Evaluation of continence following 532 nm laser prostatectomy for patients previously treated with radiation therapy or brachytherapy.Lasers Surg Med. 2013 Aug; 45(6):358-61.LS
Urinary complications such as bladder outlet obstruction or urinary retention following radiation therapy or brachytherapy have been reported in up to 15% of men. When conservative therapy has failed, surgical intervention with transurethral resection of the prostate (TURP) may be performed, but carries a significant risk of incontinence, ranging from 18% to 70% in reported literature. We reviewed a cohort of men previously treated with radiation or brachytherapy, who underwent laser prostatectomy.
From February 2004 to October 2011, 12 patients (Six = brachytherapy and Six = external beam radiation) underwent 532 nm GreenLight™ laser prostatectomy by a single surgeon (BBC) for chronic retention or debilitating obstructive symptoms. Preoperative, intraoperative, and postoperative parameters were collected prospectively and reviewed retrospectively. Statistical analysis was performed with a Wilcox Rank sum test with significance defined as P < 0.05.
The median patient age was 77.4 (Interquartile range (IQR) 73.9, 79.1). Prior to surgery, five patients were catheter dependent. Intraopertively, the median operative time was 48 minutes (IQR 35, 67); median lasing time was 28 minutes (IQR 23, 44); median Joules used was 126,873 (IQR 95,030, 222,336) J. Postoperative median follow up was 22.9 (IQR 13.4, 41.7) months. Significant improvements were noted in IPSS, QoL scores, PVR, and Qmax after PVP treatment. At 12 months, the median decrease in IPSS, QoL scores, and PVR was 15 (IQR 14.5, 22) to 10 (IQR 5.5, 13.5), 5 (IQR 3.5, 5) to 2 (IQR 1, 3.5), 200 (IQR 171, 327.5) to 5 (IQR 1.25, 8), respectively (P < 0.05 for all). Similarly, at 12 months, the median increase in Qmax (ml/second) was 4 (IQR 3, 10) to 15.9 (IQR 11, 16) (P = 0.04). There were no reportable complications at 12 months. None of the 12 patients that underwent 532 nm GreenLight™ laser prostatectomy developed stress urinary incontinence. One patient developed metastatic prostate cancer and the remaining patients had no evidence of biochemical recurrence.

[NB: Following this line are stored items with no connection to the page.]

// fifo.rs - drain one frame from the RX FIFO with exact byte accounting

use crate::*;

// L-field values that can only come from noise
const CORRUPT_LENGTH: u8 = 0xFF;
// Most bytes we will blindly drain after a corrupt L-field
pub const CORRUPT_DRAIN_LIMIT: u8 = 64;
// Sync word echo in front of the L-field
const PREAMBLE_LEN: usize = 2;

/// Byte source for [`drain_frame`]: the transceiver RX FIFO.
pub trait FifoSource {
    fn read_fifo_byte(&mut self) -> u8;
    /// RXBYTES register: bits 6..0 byte count, bit 7 overflow.
    fn rx_bytes(&mut self) -> u8;
}

/// L-field plus payload as drained from the FIFO.
#[derive(Clone, Debug, PartialEq, Eq)]
pub struct RawFrame {
    data: [u8; RAW_FRAME_CAPACITY],
    len: usize,
    pub captured_at: Instant,
    pub valid: bool,
}

impl RawFrame {
    /// Bytes beyond [`RAW_FRAME_CAPACITY`] are cut off.
    pub fn new(bytes: &[u8], captured_at: Instant) -> Self {
        let len = bytes.len().min(RAW_FRAME_CAPACITY);
        let mut data = [0u8; RAW_FRAME_CAPACITY];
        data[..len].copy_from_slice(&bytes[..len]);
        Self {
            data,
            len,
            captured_at,
            valid: true,
        }
    }

    pub fn invalid(captured_at: Instant) -> Self {
        Self {
            data: [0u8; RAW_FRAME_CAPACITY],
            len: 0,
            captured_at,
            valid: false,
        }
    }

    pub fn as_bytes(&self) -> &[u8] {
        &self.data[..self.len]
    }

    pub fn len(&self) -> usize {
        self.len
    }

    pub fn is_empty(&self) -> bool {
        self.len == 0
    }

    pub fn l_field(&self) -> Option<u8> {
        self.as_bytes().first().copied()
    }
}

/// Pull one frame out of the FIFO. The radio must already be in IDLE.
///
/// The number of bytes removed depends only on the L-field, never on
/// whether the frame is acceptable: `min(L, 64)` are stored, any excess is
/// read and thrown away, and only then is L checked. A corrupt L-field
/// (0 or 255) drains whatever RXBYTES reports, up to
/// [`CORRUPT_DRAIN_LIMIT`]. Leaving bytes behind would shift every later
/// frame.
pub fn drain_frame<F>(fifo: &mut F, captured_at: Instant) -> Result<RawFrame, FrameError>
where
    F: FifoSource + ?Sized,
{
    for _ in 0..PREAMBLE_LEN {
        fifo.read_fifo_byte();
    }

    let l_field = fifo.read_fifo_byte();
    debug!("FIFO: L-field={}", l_field);

    if l_field == 0 || l_field == CORRUPT_LENGTH {
        let remaining = fifo.rx_bytes() & RXBYTES_COUNT_MASK;
        let drained = remaining.min(CORRUPT_DRAIN_LIMIT);
        warn!(
            "FIFO: corrupt L-field {}, draining {} of {} remaining bytes",
            l_field, drained, remaining
        );
        for _ in 0..drained {
            fifo.read_fifo_byte();
        }
        return Err(FrameError::CorruptLength {
            l_field,
            drained: drained as usize,
        });
    }

    let declared = l_field as usize;
    let stored = declared.min(MAX_PACKET_SIZE);
    let mut buf = [0u8; RAW_FRAME_CAPACITY];
    buf[0] = l_field;
    for byte in buf[1..=stored].iter_mut() {
        *byte = fifo.read_fifo_byte();
    }

    if declared > MAX_PACKET_SIZE {
        let excess = declared - MAX_PACKET_SIZE;
        warn!(
            "FIFO: draining {} excess bytes (L-field={} exceeds {})",
            excess, l_field, MAX_PACKET_SIZE
        );
        for _ in 0..excess {
            fifo.read_fifo_byte();
        }
    }

    // only now is the length judged; the FIFO is already clean
    if !(MIN_L_FIELD..=MAX_PACKET_SIZE).contains(&declared) {
        return Err(FrameError::BadLength(l_field));
    }

    Ok(RawFrame::new(&buf[..=stored], captured_at))
}

#[cfg(test)]
mod tests {
    use std::collections::VecDeque;

    use proptest::prelude::*;

    use super::*;

    /// FIFO that counts every byte taken out of it.
    struct LedgerFifo {
        bytes: VecDeque<u8>,
        removed: usize,
    }

    impl LedgerFifo {
        fn new(bytes: impl IntoIterator<Item = u8>) -> Self {
            Self {
                bytes: bytes.into_iter().collect(),
                removed: 0,
            }
        }
    }

    impl FifoSource for LedgerFifo {
        fn read_fifo_byte(&mut self) -> u8 {
            match self.bytes.pop_front() {
                Some(b) => {
                    self.removed += 1;
                    b
                }
                None => 0,
            }
        }

        fn rx_bytes(&mut self) -> u8 {
            self.bytes.len().min(RXBYTES_COUNT_MASK as usize) as u8
        }
    }

    // preamble, L-field, L payload bytes and a tail belonging to nobody
    fn fifo_for(l_field: u8, tail: usize) -> LedgerFifo {
        let payload = (0..l_field as usize).map(|i| i as u8);
        let tail = std::iter::repeat(0xEE).take(tail);
        LedgerFifo::new([0x54, 0x3D, l_field].into_iter().chain(payload).chain(tail))
    }

    fn expected_removed(l_field: u8, available_after_header: usize) -> usize {
        match l_field {
            0 | 0xFF => {
                3 + available_after_header
                    .min(RXBYTES_COUNT_MASK as usize)
                    .min(CORRUPT_DRAIN_LIMIT as usize)
            }
            l => 3 + l as usize,
        }
    }

    #[test]
    fn byte_ledger_balances_for_every_length() {
        for l_field in 0..=255u8 {
            let tail = 5;
            let mut fifo = fifo_for(l_field, tail);
            let result = drain_frame(&mut fifo, Instant::now());
            let available = l_field as usize + tail;
            assert_eq!(fifo.removed, expected_removed(l_field, available), "L={l_field}");

            let l = l_field as usize;
            match result {
                Ok(frame) => {
                    assert!((MIN_L_FIELD..=MAX_PACKET_SIZE).contains(&l));
                    assert_eq!(frame.len(), l + 1);
                    assert_eq!(frame.l_field(), Some(l_field));
                    // the tail was not touched
                    assert_eq!(fifo.bytes.len(), tail);
                }
                Err(FrameError::CorruptLength { .. }) => assert!(l_field == 0 || l_field == 0xFF),
                Err(FrameError::BadLength(bad)) => {
                    assert_eq!(bad, l_field);
                    assert!(!(MIN_L_FIELD..=MAX_PACKET_SIZE).contains(&l));
                    assert_eq!(fifo.bytes.len(), tail);
                }
                Err(other) => panic!("unexpected {other:?}"),
            }
        }
    }

    #[test]
    fn oversize_frame_is_drained_not_stored() {
        let mut fifo = fifo_for(100, 0);
        let result = drain_frame(&mut fifo, Instant::now());
        assert_eq!(result, Err(FrameError::BadLength(100)));
        assert_eq!(fifo.removed, 103);
        assert!(fifo.bytes.is_empty());
    }

    #[test]
    fn corrupt_length_drain_is_capped() {
        let mut fifo = LedgerFifo::new([0x54, 0x3D, 0xFF].into_iter().chain([0xAA; 120]));
        let result = drain_frame(&mut fifo, Instant::now());
        assert_eq!(
            result,
            Err(FrameError::CorruptLength {
                l_field: 0xFF,
                drained: 64
            })
        );
        assert_eq!(fifo.removed, 3 + 64);
    }

    #[test]
    fn good_frame_keeps_payload() {
        let mut fifo = fifo_for(12, 0);
        let frame = drain_frame(&mut fifo, Instant::now()).unwrap();
        assert!(frame.valid);
        assert_eq!(frame.as_bytes()[0], 12);
        assert_eq!(&frame.as_bytes()[1..], &(0..12).collect::<Vec<u8>>()[..]);
    }

    #[test]
    fn raw_frame_truncates_to_capacity() {
        let frame = RawFrame::new(&[0x11; 100], Instant::now());
        assert_eq!(frame.len(), RAW_FRAME_CAPACITY);
        assert!(RawFrame::invalid(Instant::now()).is_empty());
    }

    proptest! {
        #[test]
        fn ledger_holds_with_any_trailing_noise(l_field in any::<u8>(), tail in 0usize..80) {
            let mut fifo = fifo_for(l_field, tail);
            let _ = drain_frame(&mut fifo, Instant::now());
            let available = l_field as usize + tail;
            prop_assert_eq!(fifo.removed, expected_removed(l_field, available));
        }
    }
}

// EOF
// Simulated CC1101 and friends for the integration tests
#![allow(dead_code)]

use std::{cell::RefCell, collections::VecDeque, convert::Infallible, rc::Rc};

use embedded_hal::delay::DelayNs;
use multical21wmbus::*;

pub const KEY: [u8; 16] = [
    0xA1, 0xB2, 0xC3, 0xD4, 0xE5, 0xF6, 0x07, 0x18, 0x29, 0x3A, 0x4B, 0x5C, 0x6D, 0x7E, 0x8F, 0x90,
];
pub const METER_ID: &str = "12345678";
pub const COMPACT_FRAME: &str =
    "26442D2C785634121B168D20719A3B00007BC747729AB94C47B97FB3A983A0D7AADBC1D0F8C8CE";
pub const LONG_FRAME: &str =
    "2C442D2C785634121B168D20719A3B000059A146729AB94847B93FB9AB836003AB0BD5C5F882E19AC0874A7AC8";

pub const SRES: u8 = 0x30;
pub const SCAL: u8 = 0x33;
pub const SRX: u8 = 0x34;
pub const SIDLE: u8 = 0x36;
pub const SFRX: u8 = 0x3A;
pub const SFTX: u8 = 0x3B;

pub const PARTNUM: u8 = 0x30;
pub const VERSION: u8 = 0x31;
pub const RSSI: u8 = 0x34;
pub const MARCSTATE: u8 = 0x35;
pub const RXBYTES: u8 = 0x3B;
pub const FIFO: u8 = 0x3F;

const PREAMBLE: [u8; 2] = [0x54, 0x3D];

/// Chip state shared between the test and the bus handed to the controller.
#[derive(Debug)]
pub struct SimState {
    pub registers: [u8; 0x30],
    pub register_writes: Vec<(u8, u8)>,
    pub marcstate: u8,
    pub fifo: VecDeque<u8>,
    pub overflow_flag: bool,
    pub rssi: u8,
    pub strobes: Vec<u8>,
    pub selects: u32,
    pub deselects: u32,
    pub marcstate_reads: u32,

    /// SIDLE is ignored (chip wedged outside IDLE)
    pub ignore_idle: bool,
    /// SRX is ignored (chip never reaches RX)
    pub ignore_rx: bool,
    /// SRX lands in RXFIFO_OVERFLOW instead of RX
    pub overflow_on_rx: bool,
    /// this many SFRX strobes leave the FIFO untouched
    pub sticky_flushes: u32,
}

impl Default for SimState {
    fn default() -> Self {
        Self {
            registers: [0; 0x30],
            register_writes: Vec::new(),
            marcstate: MARC_IDLE,
            fifo: VecDeque::new(),
            overflow_flag: false,
            rssi: 0xB0,
            strobes: Vec::new(),
            selects: 0,
            deselects: 0,
            marcstate_reads: 0,
            ignore_idle: false,
            ignore_rx: false,
            overflow_on_rx: false,
            sticky_flushes: 0,
        }
    }
}

impl SimState {
    fn strobe(&mut self, cmd: u8) {
        self.strobes.push(cmd);
        match cmd {
            SRES => {
                self.registers = [0; 0x30];
                self.marcstate = MARC_IDLE;
                self.fifo.clear();
                self.overflow_flag = false;
            }
            SIDLE if !self.ignore_idle => self.marcstate = MARC_IDLE,
            SRX if self.overflow_on_rx => {
                self.marcstate = MARC_RXFIFO_OVERFLOW;
                self.overflow_flag = true;
            }
            SRX if !self.ignore_rx => self.marcstate = MARC_RX,
            SFRX => {
                if self.sticky_flushes > 0 {
                    self.sticky_flushes -= 1;
                } else {
                    self.fifo.clear();
                    self.overflow_flag = false;
                    if self.marcstate == MARC_RXFIFO_OVERFLOW {
                        self.marcstate = MARC_IDLE;
                    }
                }
            }
            _ => {}
        }
    }

    fn status(&mut self, addr: u8) -> u8 {
        match addr {
            PARTNUM => 0x00,
            VERSION => 0x14,
            RSSI => self.rssi,
            MARCSTATE => {
                self.marcstate_reads += 1;
                self.marcstate
            }
            RXBYTES => {
                let count = self.fifo.len().min(0x7F) as u8;
                count | if self.overflow_flag { 0x80 } else { 0 }
            }
            _ => 0,
        }
    }

    /// Radio finished receiving a frame: preamble echo plus the frame bytes.
    pub fn receive(&mut self, frame: &[u8]) {
        self.fifo.extend(PREAMBLE);
        self.fifo.extend(frame.iter().copied());
    }

    pub fn strobe_count(&self, cmd: u8) -> usize {
        self.strobes.iter().filter(|&&c| c == cmd).count()
    }
}

#[derive(Clone, Copy, Debug, PartialEq, Eq)]
enum Pending {
    Header,
    WriteReg(u8),
    ReadReg(u8),
    ReadStatus(u8),
    ReadFifo,
}

/// [`RegisterBus`] that decodes CC1101 header bytes against a [`SimState`].
pub struct SimChip {
    state: Rc<RefCell<SimState>>,
    pending: Pending,
}

impl SimChip {
    pub fn new() -> (Self, Rc<RefCell<SimState>>) {
        let state = Rc::new(RefCell::new(SimState::default()));
        let chip = Self {
            state: state.clone(),
            pending: Pending::Header,
        };
        (chip, state)
    }
}

impl RegisterBus for SimChip {
    type Error = Infallible;

    fn select(&mut self) -> Result<(), Infallible> {
        self.state.borrow_mut().selects += 1;
        self.pending = Pending::Header;
        Ok(())
    }

    fn deselect(&mut self) -> Result<(), Infallible> {
        self.state.borrow_mut().deselects += 1;
        self.pending = Pending::Header;
        Ok(())
    }

    fn write_byte(&mut self, byte: u8) -> Result<(), Infallible> {
        let mut st = self.state.borrow_mut();
        self.pending = match self.pending {
            Pending::WriteReg(addr) => {
                st.registers[addr as usize] = byte;
                st.register_writes.push((addr, byte));
                Pending::Header
            }
            _ => {
                let addr = byte & 0x3F;
                let read = byte & 0x80 != 0;
                let burst = byte & 0x40 != 0;
                match (addr, read, burst) {
                    (FIFO, true, _) => Pending::ReadFifo,
                    (FIFO, false, _) => Pending::Header,
                    (a, true, true) if a >= 0x30 => Pending::ReadStatus(a),
                    (a, false, _) if a >= 0x30 => {
                        st.strobe(a);
                        Pending::Header
                    }
                    (a, true, _) => Pending::ReadReg(a),
                    (a, false, _) => Pending::WriteReg(a),
                }
            }
        };
        Ok(())
    }

    fn read_byte(&mut self) -> Result<u8, Infallible> {
        let mut st = self.state.borrow_mut();
        let value = match self.pending {
            Pending::ReadReg(addr) => st.registers.get(addr as usize).copied().unwrap_or(0),
            Pending::ReadStatus(addr) => st.status(addr),
            Pending::ReadFifo => st.fifo.pop_front().unwrap_or(0),
            _ => 0,
        };
        self.pending = Pending::Header;
        Ok(value)
    }
}

pub struct NoDelay;

impl DelayNs for NoDelay {
    fn delay_ns(&mut self, _ns: u32) {}
}

/// Interrupt line that only remembers what it was told.
#[derive(Clone, Default)]
pub struct SimIrq(pub Rc<RefCell<IrqLog>>);

#[derive(Debug, Default)]
pub struct IrqLog {
    pub enabled: bool,
    pub enables: u32,
    pub disables: u32,
}

impl InterruptLine for SimIrq {
    fn enable(&mut self) {
        let mut log = self.0.borrow_mut();
        log.enabled = true;
        log.enables += 1;
    }

    fn disable(&mut self) {
        let mut log = self.0.borrow_mut();
        log.enabled = false;
        log.disables += 1;
    }
}

pub fn sim_radio() -> (RadioController<SimChip, NoDelay>, Rc<RefCell<SimState>>) {
    let (chip, state) = SimChip::new();
    (RadioController::new(chip, NoDelay), state)
}

pub fn frame(hex_frame: &str) -> Vec<u8> {
    hex::decode(hex_frame).unwrap()
}

pub fn meter_id() -> MeterIdentity {
    METER_ID.parse().unwrap()
}

// EOF
// signal.rs - interrupt to main loop handoff

use std::sync::atomic::{AtomicBool, AtomicU32, Ordering};

/// What the GDO0 interrupt is allowed to touch: one flag and one counter.
///
/// No register access and no allocation happen on the interrupt side. The
/// cooperative loop polls [`PacketSignal::take`] and does the real work.
#[derive(Debug)]
pub struct PacketSignal {
    pending: AtomicBool,
    raised: AtomicU32,
}

impl PacketSignal {
    pub const fn new() -> Self {
        Self {
            pending: AtomicBool::new(false),
            raised: AtomicU32::new(0),
        }
    }

    #[inline]
    pub fn raise(&self) {
        self.raised.fetch_add(1, Ordering::Relaxed);
        self.pending.store(true, Ordering::Release);
    }

    /// Consume a pending notification.
    pub fn take(&self) -> bool {
        self.pending.swap(false, Ordering::AcqRel)
    }

    pub fn is_pending(&self) -> bool {
        self.pending.load(Ordering::Acquire)
    }

    pub fn clear(&self) {
        self.pending.store(false, Ordering::Release);
    }

    /// Interrupts seen since boot.
    pub fn raised(&self) -> u32 {
        self.raised.load(Ordering::Relaxed)
    }
}

impl Default for PacketSignal {
    fn default() -> Self {
        Self::new()
    }
}

pub static PACKET_SIGNAL: PacketSignal = PacketSignal::new();

/// GDO0 falling edge handler: the frame is complete in the FIFO.
pub fn packet_isr() {
    PACKET_SIGNAL.raise();
}


// EOF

In this pilot study, 532 nm GreenLight™ laser prostatectomy is feasible and safe in patients who have undergone prior radiotherapy for prostate cancer. Laser prostatectomy provides a durable response while maintaining continence in this cohort suffering from severe lower urinary tract symptoms (LUTS) or retention. Larger, randomized trials comparing GreenLight™ laser prostatectomy to traditional TURP are necessary to confirm non-inferiority.